On April 6, 2015, the Environmental Protection Agency (“EPA”) Office of Enforcement and Compliance Assurance’s Office of Site Remediation Enforcement (“OSRE”) issued new internal guidance on financial assurance requirements at sites subject to enforcement actions under the Comprehensive Environmental Response, Compensation, and Liability Act (“CERCLA” or “Superfund”), “Guidance on Financial Assurance in Superfund Settlement Agreements and Unilateral Administrative Orders” (“FA Guidance”). The FA Guidance includes model language for use by EPA Regions when drafting Superfund settlements and unilateral administrative orders and reflects the first effort at implementation of financial assurance requirements under CERCLA since its enactment. Environmental groups have sought implementation of CERCLA financial assurance in litigation pending in the DC Circuit. While EPA states that use of FA provisions is left to the discretion of the EPA regional enforcement offices, potentially responsible parties (“PRPs”) should be prepared to see FA language in settlement and consent order documents. 

Under its “enforcement first” policy, EPA seeks to have PRPs conduct cleanups of hazardous waste sites rather than performing remedies itself and seeking recovery of costs. The FA Guidance seeks to ensure that there are sufficient financial resources available to guarantee performance of should PRPs be unwilling or unable to fulfill their investigation and remediation obligations. The FA Guidance encourages case teams to include financial assurance requirements in settlement agreements and administrative orders based on EPA’s “Cleanup Enforcement Model Language and Sample Documents,” which includes samples of financial assurance mechanisms, including financial test documents, a corporate guarantee, a letter of credit, a payment bond, a performance bond, and a trust agreement. The mechanisms are comparable to those permitted under the Resource Conservation and Recovery Act. 

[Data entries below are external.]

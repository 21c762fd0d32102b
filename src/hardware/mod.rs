//! Hardware side of the alert slider
//!
//! Turns kernel uevents and the sysfs state file into canonical positions.

mod listener;
mod normalize;
mod snapshot;
mod uevent;

#[cfg(target_os = "linux")]
pub use listener::netlink::NetlinkUeventSource;
pub use listener::{ListenerError, SliderListener, UeventSource};
pub use snapshot::read_position;

#[cfg(test)]
pub(crate) use listener::testing;
#[cfg(test)]
pub(crate) use uevent::datagram;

The FA Guidance directs EPA case teams to consider site-specific factors when making determinations as to financial assurance requirements, including (i) potential risks to human health and the environment if a PRP ceases work prior to completion of required response actions; (ii) the estimated cost of performing the response actions; (iii) the estimated time to complete the response action (noting that financial assurance is “extremely important” when required work, including operations and maintenance costs, will exceed one year); (iv) the nature and extent of contamination at the site or facility; and (v) details concerning the PRP, such as its industry sector and long-term financial viability. In general, the financial assurance amount should mirror the cost estimate for work to be completed, but also should reflect applicable discount rates “using publicly-available return rates” factoring in both the estimated time to complete the cleanup work and any potential reductions over time, such as taxes and fees on trusts. The FA Guidance notes that such calculations can be very complicated and that case teams are expected to contact OSRE for assistance. 

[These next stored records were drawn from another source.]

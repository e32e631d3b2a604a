//! Oscillator eigenfunctions and their probability density.
//!
//! The normalized eigenfunction in natural units (ħ = m = ω = 1) is:
//!
//! ```text
//! ψₙ(x) = N_n · H_n(x) · exp(-x²/2),   N_n = (2ⁿ · n! · √π)^(-1/2)
//! ```
//!
//! Numerical notes:
//! - `2ⁿ·n!` overflows f64 around n = 170 if formed directly, and loses
//!   precision well before that. `N_n` is therefore assembled in the log
//!   domain: `ln N_n = -½(n·ln2 + ln n! + ½·lnπ)`, with `ln n!` summed
//!   term by term.
//! - For the supported degree range the product `N_n · H_n(x)` stays well
//!   inside f64 on the plotted domain, so no further rescaling is needed.

use std::f64::consts::{LN_2, PI};

use crate::domain::EnergyLevel;
use crate::math::hermite;

/// Evaluate the normalized eigenfunction `ψₙ` on a position grid.
///
/// Pure function of `(level, x)`: identical inputs produce bitwise-identical
/// output.
pub fn wavefunction(level: EnergyLevel, x: &[f64]) -> Vec<f64> {
    let n = level.get();
    let ln_norm = -0.5 * (n as f64 * LN_2 + ln_factorial(n) + 0.5 * PI.ln());
    let norm = ln_norm.exp();

    let h = hermite(n, x);
    x.iter()
        .zip(h)
        .map(|(&xi, hi)| norm * hi * (-0.5 * xi * xi).exp())
        .collect()
}

/// Squared-magnitude probability density of a (real-valued) wavefunction.
pub fn probability_density(psi: &[f64]) -> Vec<f64> {
    psi.iter().map(|&v| v * v).collect()
}

/// `ln(n!)` as a plain sum of logarithms.
///
/// Exact enough for the normalization constant (error ~1e-14 at n = 150)
/// without ever forming the factorial itself.
fn ln_factorial(n: u32) -> f64 {
    (2..=u64::from(n)).map(|k| (k as f64).ln()).sum()
}

#[cfg(test)]
mod tests {
    use super::*;
    use crate::math::{linspace, trapezoid};
    use crate::models::range::x_range;

    fn level(n: u32) -> EnergyLevel {
        EnergyLevel::new(n).unwrap()
    }

    #[test]
    fn ln_factorial_spot_values() {
        assert_eq!(ln_factorial(0), 0.0);
        assert_eq!(ln_factorial(1), 0.0);
        // 5! = 120
        assert!((ln_factorial(5) - 120.0_f64.ln()).abs() < 1e-12);
        // 10! = 3_628_800
        assert!((ln_factorial(10) - 3_628_800.0_f64.ln()).abs() < 1e-12);
    }

    #[test]
    fn ground_state_matches_analytic_form() {
        // ψ₀(x) = π^(-1/4)·exp(-x²/2); at the origin that is ≈ 0.7511.
        let psi = wavefunction(level(0), &[0.0, 1.0]);
        let want0 = PI.powf(-0.25);
        assert!(
            (psi[0] - want0).abs() < 1e-12,
            "ψ₀(0) = {}, want {want0}",
            psi[0]
        );
        let want1 = PI.powf(-0.25) * (-0.5_f64).exp();
        assert!((psi[1] - want1).abs() < 1e-12);
    }

    #[test]
    fn parity_alternates_with_level() {
        let xs = [0.3, 0.75, 1.4, 2.9];
        let neg: Vec<f64> = xs.iter().map(|&v| -v).collect();
        for n in [0u32, 1, 2, 3, 8, 13] {
            let plus = wavefunction(level(n), &xs);
            let minus = wavefunction(level(n), &neg);
            let sign = if n % 2 == 0 { 1.0 } else { -1.0 };
            for i in 0..xs.len() {
                let want = sign * plus[i];
                let scale = want.abs().max(1e-300);
                assert!(
                    (minus[i] - want).abs() / scale < 1e-12,
                    "parity broken at n={n}, x={}",
                    xs[i]
                );
            }
        }
    }

    #[test]
    fn density_integrates_to_one_across_levels() {
        // A wide grid: the display window cuts real tail mass at low n
        // (that truncation is what the drift diagnostic reports), so the
        // unit-mass property needs margin past the plotted range.
        for n in [0u32, 1, 2, 10, 50, 100] {
            let lv = level(n);
            let half_width = 1.2 * lv.turning_point() + 5.0;
            let x = linspace(-half_width, half_width, 4000);
            let density = probability_density(&wavefunction(lv, &x));
            let integral = trapezoid(&x, &density);
            assert!(
                (integral - 1.0).abs() < 0.01,
                "∫|ψ_{n}|² = {integral}, expected within 1% of 1"
            );
        }
    }

    #[test]
    fn display_window_truncates_ground_state_mass() {
        // Over ±1.2 the ground state carries erf(1.2) ≈ 0.9103 of its mass.
        // The drift warning at low levels comes from this window choice, not
        // from the integrator.
        let lv = level(0);
        let (lo, hi) = x_range(lv);
        let x = linspace(lo, hi, 1000);
        let density = probability_density(&wavefunction(lv, &x));
        let integral = trapezoid(&x, &density);
        assert!(
            (integral - 0.9103).abs() < 1e-3,
            "window integral {integral}, want ≈ erf(1.2)"
        );
    }

    #[test]
    fn evaluation_is_idempotent() {
        let lv = level(17);
        let (lo, hi) = x_range(lv);
        let x = linspace(lo, hi, 500);
        let a = wavefunction(lv, &x);
        let b = wavefunction(lv, &x);
        assert_eq!(a, b, "identical inputs must produce bitwise-identical output");
    }

    #[test]
    fn stays_finite_at_the_level_cap() {
        let lv = level(crate::domain::MAX_LEVEL);
        let (lo, hi) = x_range(lv);
        let x = linspace(lo, hi, 1000);
        let psi = wavefunction(lv, &x);
        assert!(psi.iter().all(|v| v.is_finite()));

        let density = probability_density(&psi);
        assert!(density.iter().all(|v| v.is_finite() && *v >= 0.0));
    }

    #[test]
    fn density_is_square_of_wavefunction() {
        let psi = [0.5, -0.25, 0.0, 2.0];
        assert_eq!(probability_density(&psi), vec![0.25, 0.0625, 0.0, 4.0]);
    }
}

The FA Guidance follows EPA’s issuance of a revised “Model Remedial Design/Remedial Action Consent Decree and Statement of Work” in September 2014 for PRPs performing remedies under CERCLA, including a section on posting of financial assurance against the estimated remedy cost. EPA also issued an advance notice of proposed rulemaking in January 2010 to issue financial assurance regulations generally applicable to the chemical manufacturing, hardrock mining, petroleum and coal tar manufacturing, and electricity generation/transmission sectors, but took no action after the close of the comment period in Februar of 2010 As noted, several environmental groups filed a writ of mandamus on August 8, 2014, asking that the U.S. Court of Appeals for the D.C. Circuit require EPA to issue such financial assurance regulations (asserting that CERCLA requires the same). Oral arguments are scheduled for May 12, 2015.